(Stored items)

//! Provider JSON shapes, limited to the fields the relay reads.

use serde::Deserialize;

#[derive(Debug, Clone, Deserialize)]
#[non_exhaustive]
pub struct Paging<T> {
    pub items: Vec<T>,
    #[serde(default)]
    pub next: Option<String>,
    #[serde(default)]
    pub total: Option<u64>,
}

#[derive(Debug, Clone, Deserialize)]
#[non_exhaustive]
pub struct Playlist {
    pub id: String,
    pub name: String,
    /// The provider sends `null` for some user-created playlists.
    #[serde(default)]
    pub images: Option<Vec<Image>>,
}

#[derive(Debug, Clone, Deserialize)]
#[non_exhaustive]
pub struct Image {
    pub url: String,
}

#[derive(Debug, Clone, Deserialize)]
#[non_exhaustive]
pub struct PlaylistItem {
    /// `null` for removed or unavailable tracks.
    #[serde(default)]
    pub track: Option<Track>,
}

#[derive(Debug, Clone, Deserialize)]
#[non_exhaustive]
pub struct Track {
    pub name: String,
    #[serde(default)]
    pub artists: Vec<Artist>,
    #[serde(default)]
    pub external_urls: Option<ExternalUrls>,
}

#[derive(Debug, Clone, Deserialize)]
#[non_exhaustive]
pub struct Artist {
    pub name: String,
}

#[derive(Debug, Clone, Deserialize)]
#[non_exhaustive]
pub struct ExternalUrls {
    #[serde(default)]
    pub spotify: Option<String>,
}

/// Token endpoint success body.
///
/// No `Debug`: it carries the raw access token.
#[derive(Clone, Deserialize)]
#[non_exhaustive]
pub struct TokenResponse {
    pub access_token: String,
    #[serde(default)]
    pub token_type: Option<String>,
    #[serde(default)]
    pub expires_in: Option<u64>,
    #[serde(default)]
    pub scope: Option<String>,
}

▶ What the task asks
I would like you to return every entry exactly, with nothing changed.

▶ Exercise response
//! Provider JSON shapes, limited to the fields the relay reads.

use serde::Deserialize;

#[derive(Debug, Clone, Deserialize)]
#[non_exhaustive]
pub struct Paging<T> {
    pub items: Vec<T>,
    #[serde(default)]
    pub next: Option<String>,
    #[serde(default)]
    pub total: Option<u64>,
}

#[derive(Debug, Clone, Deserialize)]
#[non_exhaustive]
pub struct Playlist {
    pub id: String,
    pub name: String,
    /// The provider sends `null` for some user-created playlists.
    #[serde(default)]
    pub images: Option<Vec<Image>>,
}

#[derive(Debug, Clone, Deserialize)]
#[non_exhaustive]
pub struct Image {
    pub url: String,
}

#[derive(Debug, Clone, Deserialize)]
#[non_exhaustive]
pub struct PlaylistItem {
    /// `null` for removed or unavailable tracks.
    #[serde(default)]
    pub track: Option<Track>,
}

#[derive(Debug, Clone, Deserialize)]
#[non_exhaustive]
pub struct Track {
    pub name: String,
    #[serde(default)]
    pub artists: Vec<Artist>,
    #[serde(default)]
    pub external_urls: Option<ExternalUrls>,
}

#[derive(Debug, Clone, Deserialize)]
#[non_exhaustive]
pub struct Artist {
    pub name: String,
}

#[derive(Debug, Clone, Deserialize)]
#[non_exhaustive]
pub struct ExternalUrls {
    #[serde(default)]
    pub spotify: Option<String>,
}

/// Token endpoint success body.
///
/// No `Debug`: it carries the raw access token.
#[derive(Clone, Deserialize)]
#[non_exhaustive]
pub struct TokenResponse {
    pub access_token: String,
    #[serde(default)]
    pub token_type: Option<String>,
    #[serde(default)]
    pub expires_in: Option<u64>,
    #[serde(default)]
    pub scope: Option<String>,
}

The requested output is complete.